Record excerpts:
//! Config command implementation.
//!
//! Generates configuration files in various formats.

use std::fs;
use std::path::PathBuf;

use crate::cli::ConfigFormat;
use crate::config::{render_config, Config};

/// Generates configuration files.
pub fn command_config(
    output: Option<PathBuf>,
    format: ConfigFormat,
    commented: bool,
) -> Result<(), Box<dyn std::error::Error>> {
    let config = Config::default();
    let output = match output {
        Some(path) => path,
        None => PathBuf::from("uid-io-monitor.yaml"),
    };

    let mut content = render_config(&config, format.clone())?;
    if commented && matches!(format, ConfigFormat::Yaml) {
        content = add_config_comments(content);
    }

    if output.to_string_lossy() == "-" {
        print!("{}", content);
    } else {
        fs::write(&output, content)?;
        println!("✅ Configuration written to: {}", output.display());
    }

    Ok(())
}

/// Adds comments to YAML configuration.
fn add_config_comments(yaml: String) -> String {
    let comments = r#"# UID I/O Monitor Configuration
# =============================
#
# Server Configuration
# --------------------
# bind: "127.0.0.1"            # Bind IP (0.0.0.0 = all interfaces)
# port: 9216                   # HTTP port
#
# Feature Flags
# -------------
# enable_health: true          # Enable /health endpoint
#
# Logging
# -------
# log_level: "info"            # off, error, warn, info, debug, trace
#
# Monitor
# -------
# monitor:
#   stats_path: /proc/uid_io/stats   # Cumulative per-uid and per-task I/O counters
#   passwd_path: /etc/passwd         # Source of uid names (uids without one keep their number)
#   report_interval_seconds: 3600    # Seconds between report cycles (one bucket each)
#   retention_seconds: 432000        # Buckets older than this are pruned (5 days)
#   max_records: 48000               # Cap on stored per-uid records across all buckets
#   initial_charger_state: on        # on or off, until POST /charger says otherwise
"#;

    format!("{comments}\n{yaml}")
}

Task details: Repeat every line of the records, exactly as given.

Final answer:
//! Config command implementation.
//!
//! Generates configuration files in various formats.

use std::fs;
use std::path::PathBuf;

use crate::cli::ConfigFormat;
use crate::config::{render_config, Config};

/// Generates configuration files.
pub fn command_config(
    output: Option<PathBuf>,
    format: ConfigFormat,
    commented: bool,
) -> Result<(), Box<dyn std::error::Error>> {
    let config = Config::default();
    let output = match output {
        Some(path) => path,
        None => PathBuf::from("uid-io-monitor.yaml"),
    };

    let mut content = render_config(&config, format.clone())?;
    if commented && matches!(format, ConfigFormat::Yaml) {
        content = add_config_comments(content);
    }

    if output.to_string_lossy() == "-" {
        print!("{}", content);
    } else {
        fs::write(&output, content)?;
        println!("✅ Configuration written to: {}", output.display());
    }

    Ok(())
}

/// Adds comments to YAML configuration.
fn add_config_comments(yaml: String) -> String {
    let comments = r#"# UID I/O Monitor Configuration
# =============================
#
# Server Configuration
# --------------------
# bind: "127.0.0.1"            # Bind IP (0.0.0.0 = all interfaces)
# port: 9216                   # HTTP port
#
# Feature Flags
# -------------
# enable_health: true          # Enable /health endpoint
#
# Logging
# -------
# log_level: "info"            # off, error, warn, info, debug, trace
#
# Monitor
# -------
# monitor:
#   stats_path: /proc/uid_io/stats   # Cumulative per-uid and per-task I/O counters
#   passwd_path: /etc/passwd         # Source of uid names (uids without one keep their number)
#   report_interval_seconds: 3600    # Seconds between report cycles (one bucket each)
#   retention_seconds: 432000        # Buckets older than this are pruned (5 days)
#   max_records: 48000               # Cap on stored per-uid records across all buckets
#   initial_charger_state: on        # on or off, until POST /charger says otherwise
"#;

    format!("{comments}\n{yaml}")
}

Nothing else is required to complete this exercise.